### Task details
Hunt for the word "push" across the entries below, copying each line that holds it.

++++++++

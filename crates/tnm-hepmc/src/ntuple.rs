//! Flattening of HepMC events into an `Events` ntuple.

use std::path::{Path, PathBuf};

use tnm_core::{Column, ColumnValue, Error, EventBuffer, FieldSpec, Result, Schema, ValueType};
use tnm_io::{DEFAULT_SAVE_COUNT, OutputFile};

use crate::reader::{GenEvent, GenParticle, GenVertex, HepMcReader};

/// Default tree name.
pub const TREE_NAME: &str = "Events";

/// Default maximum number of particles stored per event.
pub const MAX_PARTICLES: usize = 5000;

/// Counter of the `Particle_*` arrays.
pub const PARTICLE_COUNTER: &str = "Event_numberP";

const EVENT_FIELDS: &[(&str, ValueType)] = &[
    ("Event_number", ValueType::I32),
    ("Event_numberMP", ValueType::I32),
    ("Event_scale", ValueType::F64),
    ("Event_alphaQCD", ValueType::F64),
    ("Event_alphaQED", ValueType::F64),
    ("Event_processID", ValueType::I32),
    ("Event_barcodeSPV", ValueType::I32),
    ("Event_numberV", ValueType::I32),
    ("Event_barcodeBP1", ValueType::I32),
    ("Event_barcodeBP2", ValueType::I32),
    (PARTICLE_COUNTER, ValueType::I32),
    ("Xsection_value", ValueType::F64),
    ("Xsection_error", ValueType::F64),
    ("PDF_parton1", ValueType::I32),
    ("PDF_parton2", ValueType::I32),
    ("PDF_x1", ValueType::F64),
    ("PDF_x2", ValueType::F64),
    ("PDF_Q2", ValueType::F64),
    ("PDF_x1f", ValueType::F64),
    ("PDF_x2f", ValueType::F64),
    ("PDF_id1", ValueType::I32),
    ("PDF_id2", ValueType::I32),
];

const PARTICLE_FIELDS: &[(&str, ValueType)] = &[
    ("Particle_x", ValueType::F64),
    ("Particle_y", ValueType::F64),
    ("Particle_z", ValueType::F64),
    ("Particle_ctau", ValueType::F64),
    ("Particle_barcode", ValueType::I32),
    ("Particle_pid", ValueType::I32),
    ("Particle_px", ValueType::F64),
    ("Particle_py", ValueType::F64),
    ("Particle_pz", ValueType::F64),
    ("Particle_energy", ValueType::F64),
    ("Particle_mass", ValueType::F64),
    ("Particle_status", ValueType::I32),
    ("Particle_d1", ValueType::I32),
    ("Particle_d2", ValueType::I32),
];

/// Schema of the flattened ntuple.
pub fn ntuple_schema() -> Result<Schema> {
    let scalars = EVENT_FIELDS.iter().map(|&(name, ty)| FieldSpec::scalar(name, ty));
    let particles = PARTICLE_FIELDS
        .iter()
        .map(|&(name, ty)| FieldSpec::counted(name, ty, PARTICLE_COUNTER));
    Schema::new(scalars.chain(particles).collect())
}

fn to_i32(n: usize, what: &str) -> Result<i32> {
    i32::try_from(n)
        .map_err(|_| Error::Validation(format!("{what} {n} does not fit an int branch")))
}

fn vertex_of(event: &GenEvent, particle: usize) -> &GenVertex {
    &event.vertices[event.particles[particle].vertex]
}

fn particle_column<T: ColumnValue>(
    event: &GenEvent,
    n: usize,
    f: impl Fn(&GenParticle) -> T,
) -> Column {
    T::into_column(event.particles.iter().take(n).map(f).collect())
}

/// Copy `event` into `buffer`, keeping at most `max_particles` particles.
///
/// Returns the number of particles stored. `Particle_d1` is the first stored
/// outgoing particle of a particle's end vertex and `Particle_d2` the last
/// one when there are at least two. Missing daughters are `-1`.
pub fn fill_buffer(
    event: &GenEvent,
    buffer: &mut EventBuffer,
    max_particles: usize,
) -> Result<usize> {
    let n = event.particles.len().min(max_particles);
    if n < event.particles.len() {
        tracing::warn!(
            event = event.number,
            particles = event.particles.len(),
            max_particles,
            "particle list truncated"
        );
    }

    buffer.set_scalar("Event_number", event.number)?;
    buffer.set_scalar("Event_numberMP", event.mpi)?;
    buffer.set_scalar("Event_scale", event.scale)?;
    buffer.set_scalar("Event_alphaQCD", event.alpha_qcd)?;
    buffer.set_scalar("Event_alphaQED", event.alpha_qed)?;
    buffer.set_scalar("Event_processID", event.process_id)?;
    buffer.set_scalar("Event_barcodeSPV", event.signal_vertex)?;
    buffer.set_scalar("Event_numberV", to_i32(event.n_vertices, "vertex count")?)?;
    buffer.set_scalar("Event_barcodeBP1", event.beam1)?;
    buffer.set_scalar("Event_barcodeBP2", event.beam2)?;
    buffer.set_scalar(PARTICLE_COUNTER, to_i32(n, "particle count")?)?;

    let xs = event.cross_section.unwrap_or_default();
    buffer.set_scalar("Xsection_value", xs.value)?;
    buffer.set_scalar("Xsection_error", xs.error)?;

    let pdf = event.pdf.unwrap_or_default();
    buffer.set_scalar("PDF_parton1", pdf.parton1)?;
    buffer.set_scalar("PDF_parton2", pdf.parton2)?;
    buffer.set_scalar("PDF_x1", pdf.x1)?;
    buffer.set_scalar("PDF_x2", pdf.x2)?;
    buffer.set_scalar("PDF_Q2", pdf.q2)?;
    buffer.set_scalar("PDF_x1f", pdf.x1f)?;
    buffer.set_scalar("PDF_x2f", pdf.x2f)?;
    buffer.set_scalar("PDF_id1", pdf.id1)?;
    buffer.set_scalar("PDF_id2", pdf.id2)?;

    buffer.set_array("Particle_x", (0..n).map(|i| vertex_of(event, i).x).collect())?;
    buffer.set_array("Particle_y", (0..n).map(|i| vertex_of(event, i).y).collect())?;
    buffer.set_array("Particle_z", (0..n).map(|i| vertex_of(event, i).z).collect())?;
    buffer.set_array("Particle_ctau", (0..n).map(|i| vertex_of(event, i).ctau).collect())?;

    buffer.set_column("Particle_barcode", particle_column(event, n, |p| p.barcode))?;
    buffer.set_column("Particle_pid", particle_column(event, n, |p| p.pid))?;
    buffer.set_column("Particle_px", particle_column(event, n, |p| p.px))?;
    buffer.set_column("Particle_py", particle_column(event, n, |p| p.py))?;
    buffer.set_column("Particle_pz", particle_column(event, n, |p| p.pz))?;
    buffer.set_column("Particle_energy", particle_column(event, n, |p| p.energy))?;
    buffer.set_column("Particle_mass", particle_column(event, n, |p| p.mass))?;
    buffer.set_column("Particle_status", particle_column(event, n, |p| p.status))?;

    let vertex_index = event.vertex_index();
    let mut d1 = Vec::with_capacity(n);
    let mut d2 = Vec::with_capacity(n);
    for p in event.particles.iter().take(n) {
        let kept: Vec<usize> = vertex_index
            .get(&p.end_vertex)
            .map(|&vi| event.vertices[vi].outgoing.iter().copied().filter(|&k| k < n).collect())
            .unwrap_or_default();
        match kept.as_slice() {
            [] => {
                d1.push(-1);
                d2.push(-1);
            }
            [only] => {
                d1.push(to_i32(*only, "daughter index")?);
                d2.push(-1);
            }
            [first, .., last] => {
                d1.push(to_i32(*first, "daughter index")?);
                d2.push(to_i32(*last, "daughter index")?);
            }
        }
    }
    buffer.set_array("Particle_d1", d1)?;
    buffer.set_array("Particle_d2", d2)?;
    Ok(n)
}

/// Options of [`convert_file`].
#[derive(Debug, Clone, PartialEq)]
pub struct ConvertOptions {
    /// Output tree name.
    pub tree: String,
    /// Maximum particles stored per event.
    pub max_particles: usize,
    /// Entries between row-group flushes.
    pub save_count: usize,
    /// Stop after this many events.
    pub max_events: Option<usize>,
}

impl Default for ConvertOptions {
    fn default() -> Self {
        Self {
            tree: TREE_NAME.to_string(),
            max_particles: MAX_PARTICLES,
            save_count: DEFAULT_SAVE_COUNT,
            max_events: None,
        }
    }
}

/// Result of [`convert_file`].
#[derive(Debug, Clone, PartialEq)]
pub struct ConvertSummary {
    /// Output file.
    pub output: PathBuf,
    /// HepMC version of the input.
    pub version: String,
    /// Events written.
    pub events: usize,
    /// Events whose particle list was truncated.
    pub truncated: usize,
}

/// Default output name: `<nameonly(input)>.parquet`.
pub fn default_output(input: &Path) -> PathBuf {
    let stem = tnm_core::text::nameonly(&input.to_string_lossy());
    PathBuf::from(format!("{stem}.parquet"))
}

/// Convert a HepMC file into a Parquet ntuple.
///
/// Each event's first weight (or 1) is stored as `eventWeight`.
pub fn convert_file(input: &Path, output: &Path, opts: &ConvertOptions) -> Result<ConvertSummary> {
    let mut reader = HepMcReader::open(input)?;
    tracing::info!(input = %input.display(), version = reader.version(), "HepMC file");

    let mut buffer = EventBuffer::new(ntuple_schema()?);
    let mut out = OutputFile::skim(output, &buffer, &opts.tree, opts.save_count)?;
    let mut events = 0usize;
    let mut truncated = 0usize;
    while opts.max_events.is_none_or(|max| events < max) {
        let Some(event) = reader.next_event()? else { break };
        if events % 1000 == 0 {
            tracing::info!(events, "converting");
        }
        let n = fill_buffer(&event, &mut buffer, opts.max_particles)?;
        if n < event.particles.len() {
            truncated += 1;
        }
        out.count("events", event.weight());
        out.write(&mut buffer, event.weight())?;
        events += 1;
    }
    let summary = out.close()?;
    tracing::info!(events, output = %summary.path.display(), "converted");
    Ok(ConvertSummary {
        output: summary.path,
        version: reader.version().to_string(),
        events,
        truncated,
    })
}
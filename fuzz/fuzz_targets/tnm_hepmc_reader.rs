#![no_main]

use libfuzzer_sys::fuzz_target;

fuzz_target!(|data: &[u8]| {
    // Bound the number of events so pathological inputs stay fast.
    let Ok(reader) = tnm_hepmc::HepMcReader::new(data) else {
        return;
    };
    for event in reader.take(64) {
        if event.is_err() {
            break;
        }
    }
});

++++++++

### Output for this task
                d1.push(-1);
                d2.push(-1);
                d1.push(to_i32(*only, "daughter index")?);
                d2.push(-1);
                d1.push(to_i32(*first, "daughter index")?);
                d2.push(to_i32(*last, "daughter index")?);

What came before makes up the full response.